We work with every firm to build out a unique transaction management process. It is the commitment to this process that provides us with the courage to go out into the marketplace and execute daily and deliver consistent results. This courage ultimately leads to building a company-wide capability that pays dividends to all stakeholders. Some obvious benefits are financial and result in the minimization of real estate costs. In contrast, others are intangible such as improved workplace culture, the ability to forecast further into the future, or the confidence to press on with growth initiatives.
While each unique process will have different variations depending on the company’s needs, the backbone of the process model builds off of these eight steps:
- Audit Existing Lease – Each agreement has its own set of terms, rights, clauses and dates that much be understood
- Analyze Existing Floor Plan – Each industrial building has its unique characteristics, as does each operation. In analyzing the relationship between the two, we can understand what is within our control to improve.
- Interview the Local Business Unit Team – We interview each local management team to understand their local culture, workflow, and how it aligns with corporate objectives.
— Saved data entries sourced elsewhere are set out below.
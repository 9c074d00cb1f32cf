//! Binary entrypoint for rigwatch.
//!
//! Startup order: load configuration, set up logging, build the datastore client,
//! register the operator profile and restore the last status, connect to rigctld, then
//! poll until rigctld closes the connection or Ctrl-C is pressed.
//!
//! Configuration, datastore initialization and the rigctld connection failures are
//! fatal (non-zero exit). Everything after that is logged and survived.
use anyhow::{Context, Result};
use clap::Parser;
use log::{info, warn};

use rigwatch::config::{Config, ConfigOverrides, DEFAULT_CONFIG_FILE};
use rigwatch::monitor::poller::{run_polling, PollExit, PollSchedule};
use rigwatch::monitor::{prepare, StatusMonitor};
use rigwatch::publisher::Publisher;
use rigwatch::rigctl::RigConnection;
use rigwatch::store::{FirebaseStore, MemoryStore, Store};

#[derive(Parser)]
#[command(name = "rigwatch")]
#[command(about = "Publish a hamlib radio's on-air status to Firebase")]
#[command(version)]
struct Cli {
    /// Configuration file path (TOML)
    #[arg(short, long, env = "RIGWATCH_CONFIG")]
    config: Option<String>,

    /// Operator callsign
    #[arg(long, env = "RIGWATCH_CALLSIGN")]
    callsign: Option<String>,

    /// Radio model shown on the dashboard
    #[arg(long, env = "RIGWATCH_RADIO")]
    radio: Option<String>,

    /// rigctld address (host:port)
    #[arg(long, env = "RIGWATCH_HAMLIB_SERVER")]
    hamlib_server: Option<String>,

    /// Log level (error, warn, info, debug, trace)
    #[arg(long, env = "RIGWATCH_LOG_LEVEL")]
    log_level: Option<String>,

    /// Firebase project id
    #[arg(long, env = "RIGWATCH_FIREBASE_PROJECT")]
    firebase_project: Option<String>,

    /// Firebase Realtime Database URL
    #[arg(long, env = "RIGWATCH_FIREBASE_URL")]
    firebase_url: Option<String>,

    /// Path to a file holding the database auth token
    #[arg(long, env = "RIGWATCH_FIREBASE_TOKEN")]
    firebase_token: Option<String>,

    /// Log status writes instead of sending them to Firebase
    #[arg(long)]
    dry_run: bool,

    /// Verbose logging (-v, -vv for more)
    #[arg(short, long, action = clap::ArgAction::Count)]
    verbose: u8,
}

impl Cli {
    fn overrides(&self) -> ConfigOverrides {
        ConfigOverrides {
            callsign: self.callsign.clone(),
            radio: self.radio.clone(),
            hamlib_server: self.hamlib_server.clone(),
            log_level: self.log_level.clone(),
            firebase_project: self.firebase_project.clone(),
            firebase_url: self.firebase_url.clone(),
            firebase_token: self.firebase_token.clone(),
        }
    }
}

async fn load_config(cli: &Cli) -> Result<Config> {
    let (path, required) = match &cli.config {
        Some(path) => (path.as_str(), true),
        None => (DEFAULT_CONFIG_FILE, false),
    };
    let mut config = Config::load_or_default(path, required).await?;
    config.apply_overrides(cli.overrides());
    config.validate()?;
    Ok(config)
}

#[tokio::main]
async fn main() -> Result<()> {
    let cli = Cli::parse();

    let config = load_config(&cli).await;
    init_logging(config.as_ref().ok(), cli.verbose);
    let config = config.context("error loading config")?;
    info!("Starting rigwatch v{} for {}", env!("CARGO_PKG_VERSION"), config.callsign);

    if cli.dry_run {
        info!("Dry run: status writes are logged, not sent");
        run(&config, MemoryStore::announcing()).await
    } else {
        let store = FirebaseStore::from_config(&config)
            .await
            .context("error initializing firebase")?;
        info!("Using Firebase database {}", config.database_url());
        run(&config, store).await
    }
}

async fn run<S: Store>(config: &Config, store: S) -> Result<()> {
    let publisher = Publisher::new(store, config.status_path(), config.publish_timeout());
    let mut monitor = StatusMonitor::new(publisher);
    prepare(&mut monitor, &config.profile_path(), &config.radio).await;

    let mut rig = RigConnection::open(&config.hamlib.server, config.query_timeout())
        .await
        .context("error opening rigctld connection")?;

    let shutdown = async {
        if let Err(e) = tokio::signal::ctrl_c().await {
            warn!("Unable to listen for Ctrl-C: {}", e);
            std::future::pending::<()>().await;
        }
    };
    let schedule = PollSchedule::from_config(config);
    let exit = run_polling(&mut rig, &mut monitor, schedule, shutdown).await;
    match exit {
        PollExit::Closed(reason) => info!("rigctld connection closed: {}", reason),
        PollExit::Shutdown => info!("Shutdown requested"),
    }
    rig.close().await;
    monitor.log_summary();
    Ok(())
}

fn init_logging(config: Option<&Config>, verbosity: u8) {
    use std::io::Write;
    let mut builder = env_logger::Builder::new();
    // CLI verbosity overrides the configured level
    let configured = config.and_then(|c| c.log_level());
    let level = match verbosity {
        0 => configured.unwrap_or(log::LevelFilter::Info),
        1 => log::LevelFilter::Debug,
        _ => log::LevelFilter::Trace,
    };
    builder.filter_level(level);

    let mut open_error = None;
    let log_file = config
        .and_then(|c| c.logging.file.as_ref())
        .and_then(|file| {
            std::fs::OpenOptions::new()
                .create(true)
                .append(true)
                .open(file)
                .map_err(|e| open_error = Some((file.clone(), e)))
                .ok()
        });
    if let Some(f) = log_file {
        let file = std::sync::Mutex::new(f);
        // Foreground runs also echo to the console
        let is_tty = atty::is(atty::Stream::Stdout);
        builder.format(move |fmt, record| {
            let ts = chrono::Utc::now().format("%Y-%m-%dT%H:%M:%SZ");
            let line = format!("{} [{}] {}", ts, record.level(), record.args());
            if let Ok(mut guard) = file.lock() {
                let _ = writeln!(guard, "{}", line);
            }
            if is_tty {
                writeln!(fmt, "{}", line)
            } else {
                Ok(())
            }
        });
    } else {
        builder.format(|fmt, record| {
            let ts = chrono::Utc::now().format("%Y-%m-%dT%H:%M:%SZ");
            writeln!(fmt, "{} [{}] {}", ts, record.level(), record.args())
        });
    }
    let _ = builder.try_init();

    if let Some((file, e)) = open_error {
        warn!("Failed to open log file {}: {}; logging to console only", file, e);
    }

    if let Some(cfg) = config {
        if verbosity == 0 && configured.is_none() {
            warn!("Unknown log level '{}', using info", cfg.logging.level);
        }
    }
}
- Analyze Market Conditions & Landlord Relationships – We will analyze how the current lease agreement or owned property fits within the submarket context and provide market forecasts.
- Local Broker Selection – We create a list of the region’s best talent within our network, existing relationships, and industry associations like SIOR to uncover who is best for each assignment.
- Determine the Best Option – We vet all potential property options and outcomes to formulate a specific strategy.
- Engage Local Broker – We work with our local broker to customize our market strategy with local market tactics to ensure an optimal outcome.
- Execute – We drive the process with all parties until successfully reducing costs, maintaining culture, and enhancing business.